That, he told himself, had cured him; the Meekers, and Ena in particular, could have their precious Wallace Esselmann. This happened on Friday, and Sunday evening he was back at the Meeker door. The frenzy of desire! Love is the usual, more exalted term. Perhaps. It depends on the point of view, the position adopted in the attack on the dark enigma of existence. Mine is unpresumptuous.

They were obviously surprised to see him,—or, rather, all were but Ena,—and his reception was less crabbed than usual. McGeorge, with what almost approached a flash of humor, said that it was evident they had expected him to come from the realm of spirits. In view of their professed belief in the endless time for junketing at their command, they clung with amazing energy to the importance of the present faulty scheme.

Ena was wonderfully tender, and promised to marry him whenever he had a corner ready for her. McGeorge, a reporter, lived with the utmost informality with regard to hours and rooms. He stayed that night almost as long as he wished, planning, at intervals, the future. Sometime during the evening it developed that Jannie was in disfavor; the sittings had suddenly become unsatisfactory. One the night before had been specially disastrous.

Stepan, in place of satisfying the very private curiosity of a well-known and munificent politician, had described another party that had made a wide ripple of comment and envious criticism among the shades. It had been planned by a swell of old Rome, faithful in every detail to the best traditions of orgies; and Stepan's companion, a French girl of the Maison Doree, had opened the eyes of the historic fancy to the latent possibilities of the dance.

Jannie, at this, had spoiled everything, but mostly the temper of the munificent politician, by a piercing scream. She had gone on, Ena admitted, something terrible. When Mr. Meeker had tried to bundle her to bed, she had kicked and scratched like never before. And since then she declared that she'd never make another effort to materialize shameless spirits.

Argument, even the temporary absence of Benedictine, had been unavailing. Very well, Mrs. Meeker had told her grimly, she would have to go back to cotton stockings; and no more grilled sweetbreads for supper, either; she'd be lucky if she got scrapple. She didn't care; everything was black for her. Black it must have been, I pointed out to McGeorge; it was bad enough with worry limited to the span of one existence, but to look forward to a perpetuity of misery—

McGeorge returned the latter part of the week with the plans for their marriage, an elopement, considerably advanced; but only Jannie was at home. She saw him listlessly in the usual formal room, where—he almost never encountered her—he sat in a slight perplexity.
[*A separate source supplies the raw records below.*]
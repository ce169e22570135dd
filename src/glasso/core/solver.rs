//! Block coordinate-descent solver for the graphical lasso.
//!
//! Maximizes the penalized Gaussian log-likelihood
//!
//! `log det Θ − trace(S·Θ) − Σ_{ij} ρ_ij·|Θ_ij|`
//!
//! by block coordinate descent on the working covariance estimate `W`
//! (Friedman–Hastie–Tibshirani), each block solved by the coordinate-descent
//! lasso in [`core::lasso`](crate::glasso::core::lasso).
//!
//! ## Algorithm
//! 1. Initialize `W = S + diag(ρ)` (diagonal augmentation; `W = S` when the
//!    option is off). The diagonal of `W` is fixed for the whole run.
//! 2. Pass over blocks `k = 0..p`: extract `W₁₁` and `s₁₂`, lasso-solve for
//!    `β` (warm-started from the previous pass), and write
//!    `w₁₂ = W₁₁·β` back into row/column `k` of `W`.
//! 3. After each full pass, measure `delta` = mean absolute off-diagonal
//!    change of `W` and stop when `delta < tol · mean|S_offdiag|` (the raw
//!    tolerance when `S` is diagonal). Exceeding the pass budget surfaces
//!    [`GlassoError::NotConverged`] with the best-so-far estimate attached.
//! 4. Recover `Θ` from the converged `W` and per-block `β`:
//!    `Θ[k,k] = 1/(W[k,k] − w₁₂ᵀβ)` and `Θ[j,k] = −β_j·Θ[k,k]`, symmetrized
//!    by averaging. Lasso zeros in `β` carry through as zeros in `Θ`.
//!
//! ## Ownership
//! All mutable state lives in one [`GlassoWorkspace`] owned by the run;
//! the input covariance and penalty are only read. The computation is
//! single-threaded and deterministic: blocks are visited in index order, so
//! repeated runs on the same inputs produce bitwise-identical results.
use crate::glasso::{
    core::{
        covariance::CovarianceMatrix,
        lasso::lasso_coordinate_descent,
        options::GlassoOptions,
        penalty::Penalty,
        precision::{EstimateOutcome, PrecisionEstimate},
        workspace::{full_index, GlassoWorkspace},
    },
    errors::{GlassoError, GlassoResult},
};
use ndarray::Array2;

/// Estimate a sparse precision matrix from a covariance and a penalty.
///
/// This is the functional entry point: it runs the full block descent and
/// returns the estimate, or [`GlassoError::NotConverged`] carrying the
/// best-so-far estimate when the pass budget runs out. Callers that want the
/// outcome diagnostics (pass count, final delta) regardless of convergence
/// should use [`GraphicalLassoModel::fit`] instead.
///
/// # Errors
/// - Penalty shape mismatches against the covariance dimension.
/// - Numerical failures from the block solves (`SingularBlock`,
///   `NonFiniteBlockSolution`, `NonFiniteWorkingMatrix`,
///   `NonPositiveSchurComplement`).
/// - `NotConverged` after `max_outer_iter` passes (recoverable; the partial
///   estimate travels in the error).
///
/// [`GraphicalLassoModel::fit`]: crate::glasso::models::graphical_lasso::GraphicalLassoModel::fit
pub fn estimate_precision(
    cov: &CovarianceMatrix, penalty: &Penalty, options: &GlassoOptions,
) -> GlassoResult<PrecisionEstimate> {
    let outcome = run_block_descent(cov, penalty, options)?;
    if outcome.converged {
        Ok(outcome.precision)
    } else {
        Err(GlassoError::NotConverged {
            iterations: outcome.iterations,
            delta: outcome.delta,
            tolerance: outcome.threshold,
            partial: Box::new(outcome.precision),
        })
    }
}

/// Run the outer block-coordinate loop and recover `Θ`.
///
/// Returns an [`EstimateOutcome`] whether or not the run converged; only
/// hard numerical failures are errors at this level. The `threshold` field
/// records the scaled stopping threshold actually compared against.
pub(crate) fn run_block_descent(
    cov: &CovarianceMatrix, penalty: &Penalty, options: &GlassoOptions,
) -> GlassoResult<EstimateOutcome> {
    penalty.check_dim(cov.dim())?;

    let p = cov.dim();
    let tols = &options.tols;
    let scale = cov.mean_abs_offdiagonal();
    let threshold = if scale > 0.0 {
        tols.convergence_tolerance * scale
    } else {
        tols.convergence_tolerance
    };

    let mut ws = GlassoWorkspace::new(cov, penalty, options.diagonal_augmentation);
    let mut iterations = 0;
    let mut delta = f64::INFINITY;
    let mut converged = false;

    while iterations < tols.max_outer_iter {
        ws.snapshot();
        for block in 0..p {
            ws.load_block(cov, penalty, block);
            ws.beta.assign(&ws.betas.row(block));
            lasso_coordinate_descent(
                ws.w11.view(),
                ws.s12.view(),
                ws.penalties.view(),
                &mut ws.beta,
                tols.convergence_tolerance,
                tols.max_inner_iter,
            )?;
            ws.betas.row_mut(block).assign(&ws.beta);
            ws.store_block(block)?;
        }
        delta = ws.pass_delta();
        iterations += 1;
        if delta < threshold {
            converged = true;
            break;
        }
    }

    let theta = recover_precision(&mut ws, cov, penalty)?;
    let precision = PrecisionEstimate::from_solver(theta, ws.w);
    Ok(EstimateOutcome { precision, iterations, delta, threshold, converged })
}

/// Recover `Θ` from the final `W` and the per-block lasso solutions.
///
/// For each block `k`, with `β` the stored solution and `w₁₂ = W₁₁·β`:
///
/// `Θ[k,k] = 1/(W[k,k] − w₁₂ᵀβ)`,  `Θ[j,k] = −β_j·Θ[k,k]`
///
/// assembled over all blocks and symmetrized by averaging. The Schur
/// complement in the denominator must be strictly positive for `Θ` to carry
/// a valid diagonal; anything else is surfaced as an error.
fn recover_precision(
    ws: &mut GlassoWorkspace, cov: &CovarianceMatrix, penalty: &Penalty,
) -> GlassoResult<Array2<f64>> {
    let p = ws.dim();
    let mut theta = Array2::<f64>::zeros((p, p));
    for block in 0..p {
        ws.load_block(cov, penalty, block);
        let beta = ws.betas.row(block);
        for row in 0..(p - 1) {
            ws.w12[row] = ws.w11.row(row).dot(&beta);
        }
        let schur = ws.w[[block, block]] - ws.w12.dot(&beta);
        if !schur.is_finite() {
            return Err(GlassoError::NonFiniteWorkingMatrix {
                row: block,
                col: block,
                value: schur,
            });
        }
        if schur <= 0.0 {
            return Err(GlassoError::NonPositiveSchurComplement { block, value: schur });
        }
        let theta_kk = 1.0 / schur;
        theta[[block, block]] = theta_kk;
        for (reduced, &coef) in beta.iter().enumerate() {
            theta[[full_index(reduced, block), block]] = -coef * theta_kk;
        }
    }
    for row in 0..p {
        for col in (row + 1)..p {
            let averaged = 0.5 * (theta[[row, col]] + theta[[col, row]]);
            theta[[row, col]] = averaged;
            theta[[col, row]] = averaged;
        }
    }
    Ok(theta)
}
Jannie might be thought prettier than Ena, he acknowledged, or at least in the face. She had quantities of bright brown hair, which she affected to wear, in the manner of much younger girls, confined, with a ribbon, and flowing down her back. Her eyes, too, were brown and remarkable in that the entire iris was exposed. Her full under lip was vividly rouged, while her chin was unobtrusive.

That evening she was dressed very elaborately. The pink silk stockings and preposterous kid slippers were in evidence; her dress was black velvet, short, and cut like a sheath; and there was a profusion of lacy ruffles and bangles at her wrists. To save his soul, McGeorge couldn't think of anything appropriate to talk about. Jannie was a being apart, a precious object of special reverence. This, together with her very human pettishness, complicated the social problem. He wanted excessively to leave,—there was no chance of seeing Ena,—but neither could he think of any satisfactory avenue of immediate escape.
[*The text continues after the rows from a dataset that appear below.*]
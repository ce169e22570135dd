//! Errors for partial-correlation graph construction (label validation,
//! precision-input checks, and edge-tolerance options).
//!
//! This module defines [`GraphError`], used by the graph-builder surface.
//! It implements `Display`/`Error` and, when the `python-bindings` feature
//! is enabled, converts to `PyErr`.
//!
//! ## Conventions
//! - **Indices are 0-based** and refer to positions in the caller's label
//!   sequence / precision matrix.
//! - Upstream shape guarantees from the estimator are re-checked here only
//!   where the graph contract depends on them (diagonal positivity); label
//!   checks are the builder's own.
#[cfg(feature = "python-bindings")]
use pyo3::exceptions::PyValueError;
#[cfg(feature = "python-bindings")]
use pyo3::prelude::*;

/// Crate-wide result alias for graph operations that may produce
/// [`GraphError`].
pub type GraphResult<T> = Result<T, GraphError>;

/// Unified error type for partial-correlation graph construction.
#[derive(Debug, Clone, PartialEq)]
pub enum GraphError {
    // ---- Label validation ----
    /// Number of labels does not match the precision dimension.
    LabelCountMismatch { expected: usize, actual: usize },

    /// A label occurs more than once.
    DuplicateLabel { index: usize, label: String },

    // ---- Precision input ----
    /// Precision diagonal entries must be strictly positive.
    NonPositiveDiagonal { index: usize, value: f64 },

    /// A precision entry is NaN/±inf.
    NonFiniteEntry { row: usize, col: usize, value: f64 },

    // ---- Options ----
    /// Edge tolerance needs to be non-negative and finite.
    InvalidEdgeTolerance { value: f64, reason: &'static str },
}

impl std::error::Error for GraphError {}

impl std::fmt::Display for GraphError {
    fn fmt(&self, f: &mut std::fmt::Formatter<'_>) -> std::fmt::Result {
        match self {
            // ---- Label validation ----
            GraphError::LabelCountMismatch { expected, actual } => {
                write!(f, "Label count mismatch: expected {expected}, got {actual}")
            }
            GraphError::DuplicateLabel { index, label } => {
                write!(f, "Duplicate label at index {index}: {label:?}")
            }
            // ---- Precision input ----
            GraphError::NonPositiveDiagonal { index, value } => {
                write!(f, "Precision diagonal at index {index} must be > 0; got {value}")
            }
            GraphError::NonFiniteEntry { row, col, value } => {
                write!(f, "Precision entry at ({row}, {col}) is non-finite: {value}")
            }
            // ---- Options ----
            GraphError::InvalidEdgeTolerance { value, reason } => {
                write!(f, "Invalid edge tolerance {value}: {reason}")
            }
        }
    }
}

/// Convert a [`GraphError`] into a Python `ValueError` with the error message.
#[cfg(feature = "python-bindings")]
impl std::convert::From<GraphError> for PyErr {
    fn from(err: GraphError) -> PyErr {
        PyValueError::new_err(err.to_string())
    }
}
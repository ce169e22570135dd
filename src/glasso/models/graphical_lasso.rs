//! Graphical-lasso model: configured estimator with cached results.
//!
//! This module wires the block coordinate-descent solver to a small stateful
//! model type, mirroring the fit-then-inspect workflow: configure once,
//! [`fit`](GraphicalLassoModel::fit) against a covariance and penalty, then
//! read the cached [`EstimateOutcome`] and [`PrecisionEstimate`].
//!
//! Key ideas:
//! - The model owns only configuration and cached results; all mutable
//!   solver state lives in the per-run workspace inside the solver, so one
//!   model can be fitted repeatedly (e.g., across a penalty grid for
//!   cross-validation driven by the caller) without hidden carry-over.
//! - Non-convergence is reported as an error **and** the partial outcome is
//!   retained in `results`, so callers can explicitly accept a best-so-far
//!   estimate after inspecting the diagnostics.
use crate::glasso::{
    core::{
        covariance::CovarianceMatrix,
        options::GlassoOptions,
        penalty::Penalty,
        precision::{EstimateOutcome, PrecisionEstimate},
        solver::run_block_descent,
    },
    errors::{GlassoError, GlassoResult},
};

/// Graphical-lasso model with cached fit results.
///
/// Encapsulates run options and, after [`fit`](GraphicalLassoModel::fit),
/// the last [`EstimateOutcome`]. Construction is infallible because options
/// are validated by their own builders.
///
/// # Notes
/// - Repeated fits overwrite `results`; the model never mixes state across
///   runs.
/// - Fitting different covariances with the same model is supported; the
///   model is configuration, not data.
#[derive(Debug, Clone, PartialEq)]
pub struct GraphicalLassoModel {
    /// Run options.
    pub options: GlassoOptions,
    /// Fit results (populated after `fit`, also on non-convergence).
    pub results: Option<EstimateOutcome>,
}

impl GraphicalLassoModel {
    /// Construct a model from validated options.
    pub fn new(options: GlassoOptions) -> GraphicalLassoModel {
        GraphicalLassoModel { options, results: None }
    }

    /// Fit the model against a covariance and penalty, caching the outcome.
    ///
    /// ## Steps
    /// 1. Run the full block coordinate descent via the solver.
    /// 2. Store the [`EstimateOutcome`] in `self.results` regardless of
    ///    convergence.
    /// 3. Return `Ok(())` when converged, or
    ///    [`GlassoError::NotConverged`] (with the partial estimate attached)
    ///    otherwise — the cached outcome stays available either way.
    ///
    /// ## Errors
    /// - All solver errors propagate unchanged; on hard numerical failures
    ///   `self.results` keeps its previous value.
    pub fn fit(&mut self, cov: &CovarianceMatrix, penalty: &Penalty) -> GlassoResult<()> {
        let outcome = run_block_descent(cov, penalty, &self.options)?;
        let converged = outcome.converged;
        let iterations = outcome.iterations;
        let delta = outcome.delta;
        let threshold = outcome.threshold;
        self.results = Some(outcome);
        if converged {
            Ok(())
        } else {
            let partial = self
                .results
                .as_ref()
                .map(|outcome| outcome.precision.clone())
                .expect("results were just populated");
            Err(GlassoError::NotConverged {
                iterations,
                delta,
                tolerance: threshold,
                partial: Box::new(partial),
            })
        }
    }

    /// The fitted precision estimate.
    ///
    /// ## Errors
    /// - [`GlassoError::ModelNotFitted`] before the first successful or
    ///   partially successful fit.
    pub fn precision(&self) -> GlassoResult<&PrecisionEstimate> {
        match &self.results {
            Some(outcome) => Ok(&outcome.precision),
            None => Err(GlassoError::ModelNotFitted),
        }
    }

    /// The full outcome of the last fit.
    ///
    /// ## Errors
    /// - [`GlassoError::ModelNotFitted`] before the first fit.
    pub fn outcome(&self) -> GlassoResult<&EstimateOutcome> {
        match &self.results {
            Some(outcome) => Ok(outcome),
            None => Err(GlassoError::ModelNotFitted),
        }
    }
}
#[test]
// Purpose
// -------
// Verify structure recovery on synthetic data from a known sparse
// Gaussian Markov random field: a 3-variable chain X1–X2–X3 with
// X1 ⊥ X3 | X2.
//
// Given
// -----
// - n = 6000 seeded samples from the chain.
// - The sample covariance and ρ = 0.05 with baseline options.
//
// Expect
// ------
// - |partial corr(X1, X3)| < 0.05 (the absent edge).
// - Partial correlations for both adjacent pairs exceed 0.2 in absolute
//   value.
// - The variable graph contains exactly the two chain edges.
fn chain_structure_is_recovered_from_synthetic_samples() {
    // Arrange
    let samples = simulate_chain_samples(6000, 42);
    let cov = sample_covariance(&samples);
    let penalty = Penalty::scalar(0.05).unwrap();

    // Act
    let estimate = estimate_precision(&cov, &penalty, &default_test_options())
        .expect("chain estimation should converge");
    let pcorr = partial_correlations(&estimate).expect("solver estimate is valid");

    // Assert: partial-correlation pattern
    assert!(
        pcorr[[0, 2]].abs() < 0.05,
        "conditionally independent pair should be near zero, got {}",
        pcorr[[0, 2]]
    );
    assert!(pcorr[[0, 1]].abs() > 0.2, "adjacent pair (1, 2) should be clearly non-zero");
    assert!(pcorr[[1, 2]].abs() > 0.2, "adjacent pair (2, 3) should be clearly non-zero");

    // Assert: graph structure
    let labels: Vec<String> = ["x1", "x2", "x3"].iter().map(|s| s.to_string()).collect();
    let graph = build_variable_graph_with_tolerance(&estimate, &labels, 0.05);
    assert!(graph.has_edge("x1", "x2"));
    assert!(graph.has_edge("x2", "x3"));
    assert!(!graph.has_edge("x1", "x3"));
}

/// Build a graph with an explicit edge tolerance; thin wrapper shared by
/// the recovery test so the assertion block stays readable.
fn build_variable_graph_with_tolerance(
    estimate: &PrecisionEstimate, labels: &[String], tolerance: f64,
) -> rust_glasso::graph::builder::VariableGraph {
    let options = GraphOptions::new(tolerance).expect("test tolerance is valid");
    rust_glasso::graph::builder::build_variable_graph_with_options(estimate, labels, &options)
        .expect("labels are unique and sized to the estimate")
}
Jannie's hands, he noticed, were never still; her fingers were always plaiting the velvet on her knees. She would sigh gustily, bite her lips, and accomplish what in an ordinary person would be a sniffle. Then suddenly she drew nearer to McGeorge and talked in a torrent about true love. She doubted if it existed anywhere. Spirits were no more faithful than humans.

This, for McGeorge, was more difficult than the silence; all the while, he told me, his thoughts were going back to the scene in the bath-room. He had no security that it wouldn't be repeated and with a far different conclusion. He had a passing impulse to ask Jannie to call off her subliminal thugs; the phrasing is my own. There was no doubt in his disordered mind that it was she who, at the instigation of the elder Meekers, was trying to remove him in the effort to secure Wallace Esselmann.

She dissolved presently into tears, and cried that she was the most miserable girl in existence. She dropped an absurd confection of a handkerchief on the floor, and he leaned over, returning it to her. Jannie's head drooped against his shoulder, and, to keep her from sliding to the floor, he was obliged to sit beside her and support her with an arm. It had been a temporary measure, but Jannie showed no signs of shifting her weight; and, from wishing every moment for Ena's appearance, he now prayed desperately for her to stay away.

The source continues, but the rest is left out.